//! Tests for the turn and state controller.

use rand::SeedableRng;
use rand_chacha::ChaCha8Rng;
use strictly_slayer::{
    Board, Game, HeuristicOpponent, Mark, MoveError, Opponent, Outcome, Position,
    SymbolAssignment,
};

/// Replays a fixed list of cells regardless of the board.
struct Scripted {
    moves: Vec<Position>,
}

impl Opponent for Scripted {
    fn choose(&mut self, _board: &Board, _symbols: &SymbolAssignment) -> Option<Position> {
        if self.moves.is_empty() {
            None
        } else {
            Some(self.moves.remove(0))
        }
    }

    fn name(&self) -> &str {
        "Scripted"
    }
}

fn akaza() -> HeuristicOpponent<ChaCha8Rng> {
    HeuristicOpponent::new("Akaza", ChaCha8Rng::seed_from_u64(1))
}

#[test]
fn test_new_game_x_moves_first() {
    let game = Game::new(SymbolAssignment::new(Mark::X));
    assert_eq!(game.to_move(), Mark::X);
    assert!(game.is_human_turn());
    assert_eq!(game.outcome(), Outcome::None);
    assert!(game.history().is_empty());
}

#[test]
fn test_human_as_o_waits_for_opener() {
    let mut game = Game::new(SymbolAssignment::new(Mark::O));
    assert!(game.is_opponent_turn());
    assert_eq!(
        game.place_human(Position::Center),
        Err(MoveError::NotYourTurn(Mark::O))
    );

    let opener = game.place_opponent(&mut akaza()).unwrap();
    assert_eq!(opener, Some(Position::Center));
    assert!(game.is_human_turn());
}

#[test]
fn test_turns_alternate() {
    let mut game = Game::default();
    game.place_human(Position::TopLeft).unwrap();
    assert_eq!(game.to_move(), Mark::O);
    assert_eq!(
        game.place_human(Position::TopCenter),
        Err(MoveError::NotYourTurn(Mark::X))
    );

    game.place_opponent(&mut akaza()).unwrap();
    assert_eq!(game.to_move(), Mark::X);
    assert_eq!(game.history().len(), 2);
    assert_eq!(game.board().count(Mark::X), 1);
    assert_eq!(game.board().count(Mark::O), 1);
}

#[test]
fn test_occupied_cell_rejected() {
    let mut game = Game::default();
    game.place_human(Position::Center).unwrap();
    let mut scripted = Scripted {
        moves: vec![Position::Center],
    };
    assert_eq!(
        game.place_opponent(&mut scripted),
        Err(MoveError::SquareOccupied(Position::Center))
    );
    // Rejected placements leave the game untouched.
    assert_eq!(game.history(), &[Position::Center]);
    assert!(game.is_opponent_turn());
}

#[test]
fn test_human_win_ends_game() {
    let mut game = Game::default();
    let mut scripted = Scripted {
        moves: vec![Position::MiddleLeft, Position::MiddleRight],
    };
    game.place_human(Position::TopLeft).unwrap();
    game.place_opponent(&mut scripted).unwrap();
    game.place_human(Position::TopCenter).unwrap();
    game.place_opponent(&mut scripted).unwrap();
    let outcome = game.place_human(Position::TopRight).unwrap();

    assert_eq!(outcome, Outcome::HumanWin);
    assert_eq!(game.outcome(), Outcome::HumanWin);
    assert!(!game.is_human_turn());
    assert!(!game.is_opponent_turn());
    assert_eq!(game.place_human(Position::Center), Err(MoveError::GameOver));
    assert_eq!(game.place_opponent(&mut akaza()), Err(MoveError::GameOver));
}

#[test]
fn test_opponent_centers_blocks_then_wins() {
    let mut game = Game::default();
    let mut opponent = akaza();

    game.place_human(Position::TopLeft).unwrap();
    assert_eq!(game.place_opponent(&mut opponent).unwrap(), Some(Position::Center));

    game.place_human(Position::TopCenter).unwrap();
    assert_eq!(game.place_opponent(&mut opponent).unwrap(), Some(Position::TopRight));

    game.place_human(Position::MiddleRight).unwrap();
    assert_eq!(game.place_opponent(&mut opponent).unwrap(), Some(Position::BottomLeft));
    assert_eq!(game.outcome(), Outcome::OpponentWin);
}

#[test]
fn test_draw_detected_on_last_cell() {
    // X O X / X O O / O X X, human X.
    let mut game = Game::default();
    let mut scripted = Scripted {
        moves: vec![
            Position::TopCenter,
            Position::Center,
            Position::MiddleRight,
            Position::BottomLeft,
        ],
    };
    for pos in [
        Position::TopLeft,
        Position::TopRight,
        Position::MiddleLeft,
        Position::BottomCenter,
    ] {
        assert_eq!(game.place_human(pos).unwrap(), Outcome::None);
        assert!(game.place_opponent(&mut scripted).unwrap().is_some());
    }
    assert_eq!(game.place_human(Position::BottomRight).unwrap(), Outcome::Draw);
}

#[test]
fn test_no_move_is_a_no_op() {
    let mut game = Game::default();
    game.place_human(Position::Center).unwrap();
    let mut empty = Scripted { moves: Vec::new() };
    assert_eq!(game.place_opponent(&mut empty), Ok(None));
    assert!(game.is_opponent_turn());
    assert_eq!(game.history().len(), 1);
}

#[test]
fn test_reset_keeps_symbols() {
    let mut game = Game::new(SymbolAssignment::new(Mark::O));
    game.place_opponent(&mut akaza()).unwrap();
    game.reset();
    assert_eq!(game.symbols().human(), Mark::O);
    assert_eq!(game.board(), &Board::new());
    assert!(game.is_opponent_turn());
}

#[test]
fn test_error_messages() {
    assert!(
        MoveError::SquareOccupied(Position::Center)
            .to_string()
            .contains("occupied")
    );
    assert_eq!(MoveError::GameOver.to_string(), "Game is already over");
}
###
▶ [Work to be completed]: Beginning with the first line above, could you copy every line exactly, up to and including the one with "impl Opponent for"?

▶ [Answer to this exercise]:
//! Tests for the turn and state controller.

use rand::SeedableRng;
use rand_chacha::ChaCha8Rng;
use strictly_slayer::{
    Board, Game, HeuristicOpponent, Mark, MoveError, Opponent, Outcome, Position,
    SymbolAssignment,
};

/// Replays a fixed list of cells regardless of the board.
struct Scripted {
    moves: Vec<Position>,
}

impl Opponent for Scripted {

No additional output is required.